I thank reviewer #2 for this positive feedback; I am glad that my study made him/her think about density dependence and coexistence in a new light. In the revised manuscript, I aimed at making this theoretical study more easily accessible by using some “real-life” examples. I also followed the reviewer #1’s suggestion to add a Glossary defining terms describing species interactions, density dependence and frequency dependence. I carefully used those terms to describe the modeling equations, making them better tied to the biological processes. I hope that by doing so, I addressed the reviewer #2’s concerns successfully.

1) Negative density dependence favors coexistence if intraspecific density dependence is stronger than interspecific density dependence. Positive density-dependence seems like a strange mechanism to promote species coexistence when it is interspecific because the most abundant species should only become a stronger and stronger competitor as it rises in abundance. Intraspecific positive density dependence – e.g. Allee effects – seems to make it more difficult for rare species to invade, so it does not promote global stability (subsection “Analytical resolution”, second paragraph). As I understand the analytical part of the model (and I have to be honest, I only read Supplementary file 1A), positive density dependence is only intraspecific because the D(ni) function for each species only includes individuals of that species. s it is always the same between species, though so their density dependence varies perfectly in tandem. I think this is really what struck me as counterintuitive because if I were to think about positive density dependence in the context of competition, I would imagine it to operate interspecifically as well so that the more abundant a species was, the better it would be able to outcompete its competitors (45-47). If I am right about what the model means, then it might be very helpful in the Introduction to explain not just "positive density dependence" writ large, but the different ways it might function (e.g. interspecifically versus intraspecifically, or using specific natural history examples that the model applies to and contrasting them to natural history examples where it does not). The fourth paragraph of the Introduction starts to do this, but are very abstract and don't go into enough detail about differences in kinds of positive density dependence, only its general effects.

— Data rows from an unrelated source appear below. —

//! Definition of the assignment module
//!
//! An `Assignment` gives every person in a `Pedigree` a gene count and a trait value. `Assignments`
//! enumerates every `Assignment` that agrees with the observed traits of a `Pedigree`.

use crate::genetics::GENE_COUNTS;
use crate::pedigree::Pedigree;
use crate::util::{HeredityError, Result};

use std::iter::FusedIterator;

/// A full assignment to both variables of every person in a `Pedigree`, indexed by person index.
#[derive(Clone, Debug, PartialEq, Eq, Hash)]
pub struct Assignment {
    genes: Vec<usize>,
    traits: Vec<bool>
}

impl Assignment {

    /// Create an `Assignment` from per-person gene counts and trait values.
    ///
    /// # Errors
    /// * `HeredityError::IncompleteAssignment` if the two vectors differ in length
    /// * `HeredityError::InvalidGeneCount` if a gene count is not in `{0, 1, 2}`
    pub fn new(genes: Vec<usize>, traits: Vec<bool>) -> Result<Self> {
        if genes.len() != traits.len() {
            return Err(HeredityError::IncompleteAssignment { expected: genes.len(), got: traits.len() });
        }

        if let Some(&g) = genes.iter().find(|&&g| g >= GENE_COUNTS) {
            return Err(HeredityError::InvalidGeneCount(g));
        }

        Ok(Assignment { genes, traits })
    }

    /// Number of people covered by this `Assignment`
    pub fn len(&self) -> usize {
        self.genes.len()
    }

    pub fn is_empty(&self) -> bool {
        self.genes.is_empty()
    }

    /// The gene count assigned to the person at `person`.
    ///
    /// # Panics
    /// Panics if `person` is out of bounds.
    pub fn genes(&self, person: usize) -> usize {
        self.genes[person]
    }

    /// The trait value assigned to the person at `person`.
    ///
    /// # Panics
    /// Panics if `person` is out of bounds.
    pub fn has_trait(&self, person: usize) -> bool {
        self.traits[person]
    }

    /// `(genes, has_trait)` for each person, in index order
    pub fn iter(&self) -> impl Iterator<Item = (usize, bool)> + '_ {
        self.genes.iter().cloned().zip(self.traits.iter().cloned())
    }

    /// `true` if this `Assignment` covers exactly the people of `pedigree` and agrees with every
    /// observed trait
    pub fn is_consistent_with(&self, pedigree: &Pedigree) -> bool {
        self.len() == pedigree.len()
            && pedigree.people()
                       .zip(self.traits.iter())
                       .all(|(p, &t)| p.observed_trait().map_or(true, |o| o == t))
    }
}


/// A lazy, finite enumeration of every `Assignment` consistent with a `Pedigree`'s evidence.
///
/// # Order
/// The outermost loop runs over subsets of people who have the trait, skipping any subset that
/// disagrees with an observed trait. For each such subset, every subset of people is chosen to
/// carry two copies of the gene, and then every subset of the remaining people to carry one copy.
/// Everyone else carries none. Each subset loop counts upward through its mask, so the enumeration
/// is deterministic.
///
/// Cloning an `Assignments` before iterating gives an independent restart.
#[derive(Clone, Debug)]
pub struct Assignments {

    /// Number of people
    people: usize,

    /// Mask of every person
    everyone: u64,

    /// People whose trait is free to vary
    unobserved: u64,

    /// People observed to have the trait
    observed_present: u64,

    /// The current subset of people with the trait
    have_trait: u64,

    /// The current subset of people with two copies
    two_genes: u64,

    /// The current subset of people with one copy, disjoint from `two_genes`
    one_gene: u64,

    done: bool
}

impl Assignments {

    /// Start an enumeration over the people of `pedigree`
    pub fn new(pedigree: &Pedigree) -> Self {
        let people = pedigree.len();
        let everyone = if people == 0 { 0 } else { u64::MAX >> (64 - people) };
        let (observed, observed_present) = pedigree.evidence_masks();

        Assignments {
            people,
            everyone,
            unobserved: everyone & !observed,
            observed_present,
            // the smallest consistent subset: only the people observed to have the trait
            have_trait: observed_present,
            two_genes: 0,
            one_gene: 0,
            done: false
        }
    }

    fn current(&self) -> Assignment {
        let genes = (0..self.people).map(|i| {
            let bit = 1u64 << i;
            if self.two_genes & bit != 0 {
                2
            } else if self.one_gene & bit != 0 {
                1
            } else {
                0
            }
        }).collect();

        let traits = (0..self.people).map(|i| self.have_trait & (1u64 << i) != 0).collect();

        Assignment { genes, traits }
    }

    /// Step to the next `(have_trait, two_genes, one_gene)` triple, innermost loop first
    fn advance(&mut self) {
        let remainder = self.everyone & !self.two_genes;
        if let Some(next) = next_subset(self.one_gene, remainder) {
            self.one_gene = next;
            return;
        }
        self.one_gene = 0;

        if let Some(next) = next_subset(self.two_genes, self.everyone) {
            self.two_genes = next;
            return;
        }
        self.two_genes = 0;

        // only the unobserved people vary; observed people keep their observed value
        let free = self.have_trait & self.unobserved;
        match next_subset(free, self.unobserved) {
            Some(next) => self.have_trait = next | self.observed_present,
            None => self.done = true
        }
    }
}

/// The next subset of `universe` after `subset` in increasing mask order, or `None` once `subset`
/// is `universe` itself
fn next_subset(subset: u64, universe: u64) -> Option<u64> {
    if subset == universe {
        None
    } else {
        // setting every bit outside the universe makes the carry skip over them
        Some(((subset | !universe) + 1) & universe)
    }
}

impl Iterator for Assignments {

    type Item = Assignment;

    fn next(&mut self) -> Option<Assignment> {
        if self.done {
            return None;
        }

        let assignment = self.current();
        self.advance();
        Some(assignment)
    }
}

impl FusedIterator for Assignments {}


#[cfg(test)]
mod tests {
    use super::*;
    use crate::pedigree::PedigreeBuilder;

    use itertools::iproduct;
    use std::collections::HashSet;

    fn family() -> Pedigree {
        PedigreeBuilder::new()
            .with_child("Harry", "Lily", "James", None)
            .with_founder("James", Some(true))
            .with_founder("Lily", Some(false))
            .build()
            .expect("unexpected error")
    }

    #[test]
    fn next_subset_counts_within_universe() {
        let universe = 0b1010;
        let mut seen = vec![0];
        let mut s = 0;
        while let Some(n) = next_subset(s, universe) {
            seen.push(n);
            s = n;
        }

        assert_eq!(vec![0b0000, 0b0010, 0b1000, 0b1010], seen);
    }

    #[test]
    fn empty_pedigree_has_one_assignment() {
        let all: Vec<Assignment> = Pedigree::default().assignments().collect();

        assert_eq!(1, all.len());
        assert!(all[0].is_empty());
    }

    #[test]
    fn single_unobserved_person() {
        let pedigree = PedigreeBuilder::new().with_founder("A", None).build().expect("unexpected error");
        let all: HashSet<(usize, bool)> = pedigree.assignments()
                                                  .map(|a| (a.genes(0), a.has_trait(0)))
                                                  .collect();

        let expected: HashSet<(usize, bool)> = iproduct!(0..3, vec![false, true]).collect();
        assert_eq!(expected, all);
    }

    #[test]
    fn every_consistent_assignment_exactly_once() {
        let pedigree = family();
        let all: Vec<Assignment> = pedigree.assignments().collect();
        let unique: HashSet<&Assignment> = all.iter().collect();

        assert_eq!(Some(all.len() as u64), pedigree.assignment_count());
        assert_eq!(all.len(), unique.len());
        assert!(all.iter().all(|a| a.is_consistent_with(&pedigree)));

        // every gene combination with both trait values for Harry
        for (h, j, l, t) in iproduct!(0..3, 0..3, 0..3, vec![false, true]) {
            let a = Assignment::new(vec![h, j, l], vec![t, true, false]).expect("unexpected error");
            assert!(unique.contains(&a), "missing {:?}", a);
        }
    }

    #[test]
    fn fully_observed_pedigree_varies_only_genes() {
        let pedigree = PedigreeBuilder::new()
            .with_founder("A", Some(true))
            .with_founder("B", Some(false))
            .build()
            .expect("unexpected error");

        let all: Vec<Assignment> = pedigree.assignments().collect();
        assert_eq!(9, all.len());
        assert!(all.iter().all(|a| a.has_trait(0) && !a.has_trait(1)));
    }

    #[test]
    fn restartable() {
        let pedigree = family();
        let first: Vec<Assignment> = pedigree.assignments().collect();
        let second: Vec<Assignment> = pedigree.assignments().collect();
        assert_eq!(first, second);

        let mut it = pedigree.assignments();
        it.next();
        let restart = it.clone();
        assert_eq!(it.count(), restart.count());
    }

    #[test]
    fn fused() {
        let pedigree = PedigreeBuilder::new().with_founder("A", Some(true)).build().expect("unexpected error");
        let mut it = pedigree.assignments();
        assert_eq!(3, it.by_ref().count());
        assert!(it.next().is_none());
        assert!(it.next().is_none());
    }

    #[test]
    fn new_rejects_bad_input() {
        match Assignment::new(vec![0, 1], vec![true]) {
            Err(HeredityError::IncompleteAssignment { expected: 2, got: 1 }) => (),
            _ => panic!("wrong result for mismatched lengths")
        }

        match Assignment::new(vec![3], vec![true]) {
            Err(HeredityError::InvalidGeneCount(3)) => (),
            _ => panic!("wrong result for an invalid gene count")
        }
    }
}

By using the terms defined in the Glossary (Box 1), I clarified the nature of each density-dependent process, including conspecific positive density dependence. In particular, as correctly explained by the reviewer #2, I modeled conspecific positive density dependence by including only the density of the focal species in the term D(ni). Nonetheless, this does not mean that species densities “varies perfectly in tandem” through this mortality term. Indeed, if one species is more abundant than the other, then mortality rates are different (because species densities are different). Conspecific positive density dependence is not interspecific but it can affect species coexistence by changing the densities determining the strengths of competition or reproductive interference. I hope this is now clarified.

Following the suggestions of reviewer #1, I also tried to clarify the nature of conspecific positive density dependence by using a comparative table (Figure 1) and specific natural history examples (Figure 2) (Introduction).

2) At very high values of positive frequency dependence, the effects of positive density dependence essentially disappear because the populations hit zero mortality so quickly. I could imagine this being very important in cases where there are for example two aposematic species and both have sufficiently high population sizes that both are protected from predation. Perhaps it would also make sense to imagine two species of pack-hunting carnivores that have zero success alone, but much greater success with even a few individuals, so the two species might be able to coexist as long as both are already present in sufficient abundance. This is sort of an Allee effect too, of course, which are also experienced by species of herd animals that cannot survive in small groups, because they are too vulnerable to predation. But this model seems to describe species that are very similar in their ecology, not just because they are forced to be so to analyze the effects of density dependence, but also because density has identical intraspecific effects. Is this true? If so it would be helpful to explain in the text, and if not, then it would be helpful to explain how broadly it applies.

I thank reviewer #2 for this succinct and accurate summary of the reason why conspecific positive density dependence associated with reduced mortality can favor coexistence. Reviewer #2 is also right about the modeling assumption; species have identical intraspecific effects (this is now clarified in manuscript; subsection “Two-species model with asymmetric competition for resources”). But one must remember that even though the functions describing intraspecific effects are identical in the different species, if species differ in their density (e.g. via interspecific effects) then their changes in density due to intraspecific effects differ. Therefore, the model exactly consider the situation described by the reviewer at the beginning of this comment.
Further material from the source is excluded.